De acordo com Bebiano, alguns setores estudantis, "conotados com a direita", garantiram o regresso em 1980. Mas apenas entre 1983 e 1984, com a adesão da União de Estudantes Comunistas às festividades, é que a Queima ganhou "um apoio mais abrangente", que se mantém até hoje, sublinha.

Desde 1919, a Queima foi sofrendo alterações. Hoje, o cortejo realiza-se ao domingo; a cerveja é a bebida de eleição ao contrário do espumante e do champanhe; de 18 carros no cortejo são agora perto de 100; a sátira está cada vez menos presente, mas o espírito boémio e o ambiente de festa mantém-se, como confirmam os relatos de escritores que passaram por Coimbra.

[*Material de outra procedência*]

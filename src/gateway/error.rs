//! Gateway error responses.
//!
//! Upstream gRPC statuses are translated into HTTP responses with the same
//! class of status code and a JSON body:
//!
//! ```json
//! {"error": "note not found", "code": 5, "message": "note not found", "details": []}
//! ```

use axum::Json;
use axum::response::{IntoResponse, Response};
use http::StatusCode;
use metrics::counter;
use serde::Serialize;
use tonic::Code;
use tracing::debug;

use crate::telemetry;

/// Error returned by a gateway handler.
#[derive(Debug, thiserror::Error)]
pub enum GatewayError {
    /// The upstream RPC answered with a non-OK status.
    #[error("{}", .0.message())]
    Status(#[from] tonic::Status),

    /// The request body is not valid JSON for the target message.
    #[error("invalid request body: {0}")]
    Body(#[from] serde_json::Error),
}

impl GatewayError {
    /// gRPC code carried by the error.
    pub fn code(&self) -> Code {
        match self {
            GatewayError::Status(status) => status.code(),
            GatewayError::Body(_) => Code::InvalidArgument,
        }
    }
}

/// JSON error body.
#[derive(Debug, Serialize)]
pub struct ErrorBody {
    pub error: String,
    pub code: i32,
    pub message: String,
    pub details: Vec<serde_json::Value>,
}

/// HTTP status for a gRPC code.
pub fn http_status(code: Code) -> StatusCode {
    match code {
        Code::Ok => StatusCode::OK,
        Code::Cancelled => StatusCode::REQUEST_TIMEOUT,
        Code::Unknown => StatusCode::INTERNAL_SERVER_ERROR,
        Code::InvalidArgument => StatusCode::BAD_REQUEST,
        Code::DeadlineExceeded => StatusCode::GATEWAY_TIMEOUT,
        Code::NotFound => StatusCode::NOT_FOUND,
        Code::AlreadyExists => StatusCode::CONFLICT,
        Code::PermissionDenied => StatusCode::FORBIDDEN,
        Code::Unauthenticated => StatusCode::UNAUTHORIZED,
        Code::ResourceExhausted => StatusCode::TOO_MANY_REQUESTS,
        Code::FailedPrecondition => StatusCode::BAD_REQUEST,
        Code::Aborted => StatusCode::CONFLICT,
        Code::OutOfRange => StatusCode::BAD_REQUEST,
        Code::Unimplemented => StatusCode::NOT_IMPLEMENTED,
        Code::Internal => StatusCode::INTERNAL_SERVER_ERROR,
        Code::Unavailable => StatusCode::SERVICE_UNAVAILABLE,
        Code::DataLoss => StatusCode::INTERNAL_SERVER_ERROR,
    }
}

impl IntoResponse for GatewayError {
    fn into_response(self) -> Response {
        let code = self.code();
        if let GatewayError::Status(status) = &self {
            debug!(code = ?code, message = status.message(), "upstream call failed");
            counter!(telemetry::GATEWAY_UPSTREAM_ERRORS_TOTAL, "code" => format!("{code:?}"))
                .increment(1);
        }

        let message = self.to_string();
        let body = ErrorBody {
            error: message.clone(),
            code: code as i32,
            message,
            details: Vec::new(),
        };
        (http_status(code), Json(body)).into_response()
    }
}
//! Per-request protocol selection.
//!
//! Every request on the shared listener goes to exactly one of two routers:
//! gRPC when it is HTTP/2 carrying an `application/grpc*` content type, the
//! JSON gateway otherwise. The decision is re-made for each request, so one
//! HTTP/2 connection can interleave both.

use std::convert::Infallible;
use std::task::{Context, Poll};

use axum::Router;
use axum::response::Response;
use bytes::Bytes;
use futures_util::FutureExt;
use futures_util::future::BoxFuture;
use http::header::CONTENT_TYPE;
use http::{HeaderValue, Request, Version};
use metrics::counter;
use tower::{Service, ServiceExt};

use crate::telemetry;

const GRPC_CONTENT_TYPE: &str = "application/grpc";

/// Which side of the listener handles a request.
#[derive(Debug, Clone, Copy, PartialEq, Eq)]
pub enum Route {
    Rpc,
    Gateway,
}

impl Route {
    pub fn as_str(&self) -> &'static str {
        match self {
            Route::Rpc => "rpc",
            Route::Gateway => "gateway",
        }
    }
}

/// Pick the handler for a request from its HTTP version and content type.
pub fn route(version: Version, content_type: Option<&HeaderValue>) -> Route {
    let grpc = content_type
        .and_then(|value| value.to_str().ok())
        .is_some_and(|value| value.contains(GRPC_CONTENT_TYPE));
    if version == Version::HTTP_2 && grpc {
        Route::Rpc
    } else {
        Route::Gateway
    }
}

/// Service forwarding each request, unmodified, to the RPC routes or the
/// gateway.
#[derive(Debug, Clone)]
pub struct Dispatcher {
    rpc: Router,
    gateway: Router,
}

impl Dispatcher {
    pub fn new(rpc: Router, gateway: Router) -> Self {
        Self { rpc, gateway }
    }
}

impl<B> Service<Request<B>> for Dispatcher
where
    B: http_body::Body<Data = Bytes> + Send + 'static,
    B::Error: Into<axum::BoxError>,
{
    type Response = Response;
    type Error = Infallible;
    type Future = BoxFuture<'static, Result<Response, Infallible>>;

    fn poll_ready(&mut self, _cx: &mut Context<'_>) -> Poll<Result<(), Self::Error>> {
        Poll::Ready(Ok(()))
    }

    fn call(&mut self, request: Request<B>) -> Self::Future {
        let target = route(request.version(), request.headers().get(CONTENT_TYPE));
        counter!(telemetry::REQUESTS_DISPATCHED_TOTAL, "route" => target.as_str()).increment(1);

        let router = match target {
            Route::Rpc => self.rpc.clone(),
            Route::Gateway => self.gateway.clone(),
        };
        router.oneshot(request).boxed()
    }
}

José Régio, em 1921, falava de uma "esparsa e bárbara sinfonia", com filas de janelas repletas de gente, a cartazes com "piadas aos lentes" e sátira à vida universitária. Branquinho da Fonseca, em 1930, encontrou "carripanas de todos os géneros e feitios", numa "apoteose pagã", em que os "ódios" políticos desapareciam.

Já Vergílio Ferreira, em 1940, encontrava um "barulho ensurdecedor de tambores e berros", em que "a malta se embebia de vinho" e de champanhe, e gritava "viva a pândega" e "viva eu".

No entanto, o autor de "Aparição" admitia que os "senhores doutores", mesmo bêbedos, "faziam inveja".

"Entretanto os heróis iam caindo, pouco a pouco, no campo de batalha". Uns "a ressonar", outros "inânimes de braços bamboleantes".